- **Listed entries**
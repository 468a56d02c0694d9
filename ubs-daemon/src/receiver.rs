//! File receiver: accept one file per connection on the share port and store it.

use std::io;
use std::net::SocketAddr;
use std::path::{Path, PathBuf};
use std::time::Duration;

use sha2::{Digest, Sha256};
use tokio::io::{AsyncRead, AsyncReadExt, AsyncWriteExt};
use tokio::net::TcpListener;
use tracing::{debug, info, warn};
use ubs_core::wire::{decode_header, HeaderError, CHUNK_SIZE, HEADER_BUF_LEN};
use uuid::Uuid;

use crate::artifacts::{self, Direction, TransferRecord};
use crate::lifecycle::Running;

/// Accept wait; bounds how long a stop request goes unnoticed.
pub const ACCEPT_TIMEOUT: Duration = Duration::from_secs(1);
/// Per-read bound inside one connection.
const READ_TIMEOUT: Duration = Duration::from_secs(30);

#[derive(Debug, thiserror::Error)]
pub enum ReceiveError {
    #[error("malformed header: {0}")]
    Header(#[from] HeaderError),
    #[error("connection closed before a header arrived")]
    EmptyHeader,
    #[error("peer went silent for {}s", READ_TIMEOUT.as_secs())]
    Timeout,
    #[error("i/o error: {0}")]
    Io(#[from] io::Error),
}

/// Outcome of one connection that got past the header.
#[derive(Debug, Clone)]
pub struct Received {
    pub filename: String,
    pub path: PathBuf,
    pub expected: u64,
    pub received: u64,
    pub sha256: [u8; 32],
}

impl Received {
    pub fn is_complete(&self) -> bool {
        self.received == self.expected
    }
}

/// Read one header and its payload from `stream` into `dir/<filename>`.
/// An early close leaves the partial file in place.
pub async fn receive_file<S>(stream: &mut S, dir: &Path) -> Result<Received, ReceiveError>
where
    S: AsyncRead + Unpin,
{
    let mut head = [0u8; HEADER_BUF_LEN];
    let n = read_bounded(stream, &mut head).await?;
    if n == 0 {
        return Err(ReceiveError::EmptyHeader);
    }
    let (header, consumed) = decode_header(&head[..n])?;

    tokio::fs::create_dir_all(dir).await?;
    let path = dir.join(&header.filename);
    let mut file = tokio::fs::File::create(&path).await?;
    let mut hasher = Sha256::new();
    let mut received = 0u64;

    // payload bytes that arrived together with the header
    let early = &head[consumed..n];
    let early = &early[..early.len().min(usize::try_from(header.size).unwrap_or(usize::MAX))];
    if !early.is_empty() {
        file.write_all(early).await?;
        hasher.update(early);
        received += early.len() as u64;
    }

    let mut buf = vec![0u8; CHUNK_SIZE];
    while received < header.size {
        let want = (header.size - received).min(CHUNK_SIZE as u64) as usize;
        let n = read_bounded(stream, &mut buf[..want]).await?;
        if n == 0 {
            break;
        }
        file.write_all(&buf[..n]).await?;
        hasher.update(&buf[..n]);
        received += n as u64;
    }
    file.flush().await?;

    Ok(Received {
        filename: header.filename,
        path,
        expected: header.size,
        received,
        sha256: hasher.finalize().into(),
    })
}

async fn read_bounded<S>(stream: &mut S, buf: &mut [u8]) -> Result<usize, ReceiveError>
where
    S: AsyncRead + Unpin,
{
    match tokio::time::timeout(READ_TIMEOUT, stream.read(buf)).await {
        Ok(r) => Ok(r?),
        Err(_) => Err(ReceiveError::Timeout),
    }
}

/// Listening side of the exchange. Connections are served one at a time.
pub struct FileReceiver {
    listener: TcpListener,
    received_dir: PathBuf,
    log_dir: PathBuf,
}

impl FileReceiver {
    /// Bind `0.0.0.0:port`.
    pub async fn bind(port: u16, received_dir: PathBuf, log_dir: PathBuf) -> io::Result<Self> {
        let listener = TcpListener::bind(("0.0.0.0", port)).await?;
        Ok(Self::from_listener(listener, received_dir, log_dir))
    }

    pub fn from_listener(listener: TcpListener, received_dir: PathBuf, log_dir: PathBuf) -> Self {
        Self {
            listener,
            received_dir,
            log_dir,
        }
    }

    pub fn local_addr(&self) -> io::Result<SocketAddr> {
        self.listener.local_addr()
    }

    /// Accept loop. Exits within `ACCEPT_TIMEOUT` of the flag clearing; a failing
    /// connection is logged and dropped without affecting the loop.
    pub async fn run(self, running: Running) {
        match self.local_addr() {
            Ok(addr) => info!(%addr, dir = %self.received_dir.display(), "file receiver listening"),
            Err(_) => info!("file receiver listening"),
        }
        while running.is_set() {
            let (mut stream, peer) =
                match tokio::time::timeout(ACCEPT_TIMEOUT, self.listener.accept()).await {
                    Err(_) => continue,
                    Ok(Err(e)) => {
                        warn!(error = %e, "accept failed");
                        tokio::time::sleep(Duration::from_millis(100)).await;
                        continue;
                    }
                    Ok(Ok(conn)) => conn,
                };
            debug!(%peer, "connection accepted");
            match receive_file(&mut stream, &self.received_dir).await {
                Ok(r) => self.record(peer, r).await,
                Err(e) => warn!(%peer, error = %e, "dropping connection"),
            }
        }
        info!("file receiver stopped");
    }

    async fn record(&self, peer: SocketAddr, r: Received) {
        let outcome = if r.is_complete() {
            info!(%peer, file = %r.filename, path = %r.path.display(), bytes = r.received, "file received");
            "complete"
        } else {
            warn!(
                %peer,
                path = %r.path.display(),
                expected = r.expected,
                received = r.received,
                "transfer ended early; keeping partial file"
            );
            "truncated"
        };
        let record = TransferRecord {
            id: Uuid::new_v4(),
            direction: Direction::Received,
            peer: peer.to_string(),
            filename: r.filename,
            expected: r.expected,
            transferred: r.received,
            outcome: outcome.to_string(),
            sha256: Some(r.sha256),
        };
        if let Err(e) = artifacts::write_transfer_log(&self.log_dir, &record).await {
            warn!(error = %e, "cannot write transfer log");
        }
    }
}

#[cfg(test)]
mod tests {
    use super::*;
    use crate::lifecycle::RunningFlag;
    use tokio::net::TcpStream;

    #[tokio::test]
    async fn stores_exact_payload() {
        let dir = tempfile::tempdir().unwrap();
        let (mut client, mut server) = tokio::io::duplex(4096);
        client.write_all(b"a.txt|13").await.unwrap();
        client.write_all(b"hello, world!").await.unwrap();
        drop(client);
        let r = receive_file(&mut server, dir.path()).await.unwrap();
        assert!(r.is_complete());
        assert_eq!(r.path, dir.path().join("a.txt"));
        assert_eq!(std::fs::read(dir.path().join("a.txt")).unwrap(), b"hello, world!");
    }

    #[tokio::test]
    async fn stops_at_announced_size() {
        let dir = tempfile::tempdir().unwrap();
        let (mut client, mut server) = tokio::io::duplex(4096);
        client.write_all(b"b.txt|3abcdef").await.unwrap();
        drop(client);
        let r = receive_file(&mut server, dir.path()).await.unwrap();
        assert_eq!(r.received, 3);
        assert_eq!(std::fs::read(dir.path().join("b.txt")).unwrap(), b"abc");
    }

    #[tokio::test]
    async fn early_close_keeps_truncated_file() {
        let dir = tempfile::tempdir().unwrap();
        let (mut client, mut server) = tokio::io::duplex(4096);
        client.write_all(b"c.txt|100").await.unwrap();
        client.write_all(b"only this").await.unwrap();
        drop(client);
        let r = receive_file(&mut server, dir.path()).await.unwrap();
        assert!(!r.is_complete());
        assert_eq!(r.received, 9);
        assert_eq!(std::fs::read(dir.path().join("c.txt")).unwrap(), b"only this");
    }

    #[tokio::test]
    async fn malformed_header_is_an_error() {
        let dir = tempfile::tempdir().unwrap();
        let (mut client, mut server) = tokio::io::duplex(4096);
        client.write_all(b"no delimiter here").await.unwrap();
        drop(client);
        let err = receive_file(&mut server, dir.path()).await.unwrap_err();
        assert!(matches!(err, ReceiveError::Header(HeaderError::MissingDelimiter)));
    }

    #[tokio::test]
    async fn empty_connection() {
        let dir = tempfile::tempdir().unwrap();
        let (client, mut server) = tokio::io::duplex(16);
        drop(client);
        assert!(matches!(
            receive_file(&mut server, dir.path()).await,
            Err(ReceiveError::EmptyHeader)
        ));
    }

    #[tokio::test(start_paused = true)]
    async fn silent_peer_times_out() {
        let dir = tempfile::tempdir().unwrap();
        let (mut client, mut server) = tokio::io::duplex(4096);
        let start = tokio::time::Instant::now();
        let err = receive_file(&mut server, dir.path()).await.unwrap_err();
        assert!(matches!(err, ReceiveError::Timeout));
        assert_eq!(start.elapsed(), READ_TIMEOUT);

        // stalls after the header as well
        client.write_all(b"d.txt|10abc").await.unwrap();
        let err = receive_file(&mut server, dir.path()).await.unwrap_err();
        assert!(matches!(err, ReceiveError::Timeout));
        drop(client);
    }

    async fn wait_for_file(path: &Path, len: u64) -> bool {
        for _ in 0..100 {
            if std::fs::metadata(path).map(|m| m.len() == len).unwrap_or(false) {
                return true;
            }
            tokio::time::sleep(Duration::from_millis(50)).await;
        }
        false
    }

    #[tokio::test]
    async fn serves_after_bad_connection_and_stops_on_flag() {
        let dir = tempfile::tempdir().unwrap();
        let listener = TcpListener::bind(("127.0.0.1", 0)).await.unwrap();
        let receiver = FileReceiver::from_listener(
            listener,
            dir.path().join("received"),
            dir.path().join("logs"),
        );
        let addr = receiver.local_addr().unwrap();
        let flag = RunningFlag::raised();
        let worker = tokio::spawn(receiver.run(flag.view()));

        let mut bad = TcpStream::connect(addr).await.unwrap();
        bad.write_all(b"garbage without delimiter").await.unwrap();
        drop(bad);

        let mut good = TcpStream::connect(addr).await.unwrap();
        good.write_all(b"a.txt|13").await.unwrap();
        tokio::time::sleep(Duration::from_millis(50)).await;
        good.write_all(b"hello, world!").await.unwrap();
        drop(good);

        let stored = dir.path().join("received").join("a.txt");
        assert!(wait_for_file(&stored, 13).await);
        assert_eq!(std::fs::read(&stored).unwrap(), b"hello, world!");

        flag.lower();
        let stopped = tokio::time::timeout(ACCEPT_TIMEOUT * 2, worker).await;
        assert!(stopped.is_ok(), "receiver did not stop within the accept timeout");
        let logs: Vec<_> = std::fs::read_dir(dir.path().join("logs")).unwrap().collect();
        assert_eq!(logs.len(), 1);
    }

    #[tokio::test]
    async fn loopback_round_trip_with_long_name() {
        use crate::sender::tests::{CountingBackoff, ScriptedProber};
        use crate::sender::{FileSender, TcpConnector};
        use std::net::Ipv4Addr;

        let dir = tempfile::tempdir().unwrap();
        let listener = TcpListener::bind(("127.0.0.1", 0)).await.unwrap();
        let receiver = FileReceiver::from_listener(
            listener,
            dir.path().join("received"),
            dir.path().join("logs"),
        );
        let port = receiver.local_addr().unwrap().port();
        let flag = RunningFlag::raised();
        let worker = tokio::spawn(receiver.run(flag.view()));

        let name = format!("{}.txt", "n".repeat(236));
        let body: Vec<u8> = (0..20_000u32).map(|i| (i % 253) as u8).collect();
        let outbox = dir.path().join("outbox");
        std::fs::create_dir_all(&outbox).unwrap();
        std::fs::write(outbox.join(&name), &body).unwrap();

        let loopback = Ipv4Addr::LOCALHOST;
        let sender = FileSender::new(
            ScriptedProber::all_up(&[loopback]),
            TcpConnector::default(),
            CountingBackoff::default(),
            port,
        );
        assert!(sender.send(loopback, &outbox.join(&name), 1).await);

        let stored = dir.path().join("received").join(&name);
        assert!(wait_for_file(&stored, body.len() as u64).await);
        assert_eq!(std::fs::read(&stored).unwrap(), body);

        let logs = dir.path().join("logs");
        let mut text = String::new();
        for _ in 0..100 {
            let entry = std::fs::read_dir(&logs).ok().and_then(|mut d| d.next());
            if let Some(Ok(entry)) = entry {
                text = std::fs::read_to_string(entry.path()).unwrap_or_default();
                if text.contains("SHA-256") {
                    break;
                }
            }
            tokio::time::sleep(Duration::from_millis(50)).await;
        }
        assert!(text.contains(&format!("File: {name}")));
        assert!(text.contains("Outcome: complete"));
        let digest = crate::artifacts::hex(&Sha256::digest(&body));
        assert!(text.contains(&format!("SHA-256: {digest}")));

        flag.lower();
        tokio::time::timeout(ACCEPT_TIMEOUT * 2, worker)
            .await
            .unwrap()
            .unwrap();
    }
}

- **What needs to be done**
Copy the records above exactly, from the first line through the line containing "let n = read_bounded(stream, &mut head).await?;", and include nothing else.

- **Written response**
repository 468a56d02c0694d9
filename ubs-daemon/src/receiver.rs
//! File receiver: accept one file per connection on the share port and store it.

use std::io;
use std::net::SocketAddr;
use std::path::{Path, PathBuf};
use std::time::Duration;

use sha2::{Digest, Sha256};
use tokio::io::{AsyncRead, AsyncReadExt, AsyncWriteExt};
use tokio::net::TcpListener;
use tracing::{debug, info, warn};
use ubs_core::wire::{decode_header, HeaderError, CHUNK_SIZE, HEADER_BUF_LEN};
use uuid::Uuid;

use crate::artifacts::{self, Direction, TransferRecord};
use crate::lifecycle::Running;

/// Accept wait; bounds how long a stop request goes unnoticed.
pub const ACCEPT_TIMEOUT: Duration = Duration::from_secs(1);
/// Per-read bound inside one connection.
const READ_TIMEOUT: Duration = Duration::from_secs(30);

#[derive(Debug, thiserror::Error)]
pub enum ReceiveError {
    #[error("malformed header: {0}")]
    Header(#[from] HeaderError),
    #[error("connection closed before a header arrived")]
    EmptyHeader,
    #[error("peer went silent for {}s", READ_TIMEOUT.as_secs())]
    Timeout,
    #[error("i/o error: {0}")]
    Io(#[from] io::Error),
}

/// Outcome of one connection that got past the header.
#[derive(Debug, Clone)]
pub struct Received {
    pub filename: String,
    pub path: PathBuf,
    pub expected: u64,
    pub received: u64,
    pub sha256: [u8; 32],
}

impl Received {
    pub fn is_complete(&self) -> bool {
        self.received == self.expected
    }
}

/// Read one header and its payload from `stream` into `dir/<filename>`.
/// An early close leaves the partial file in place.
pub async fn receive_file<S>(stream: &mut S, dir: &Path) -> Result<Received, ReceiveError>
where
    S: AsyncRead + Unpin,
{
    let mut head = [0u8; HEADER_BUF_LEN];
    let n = read_bounded(stream, &mut head).await?;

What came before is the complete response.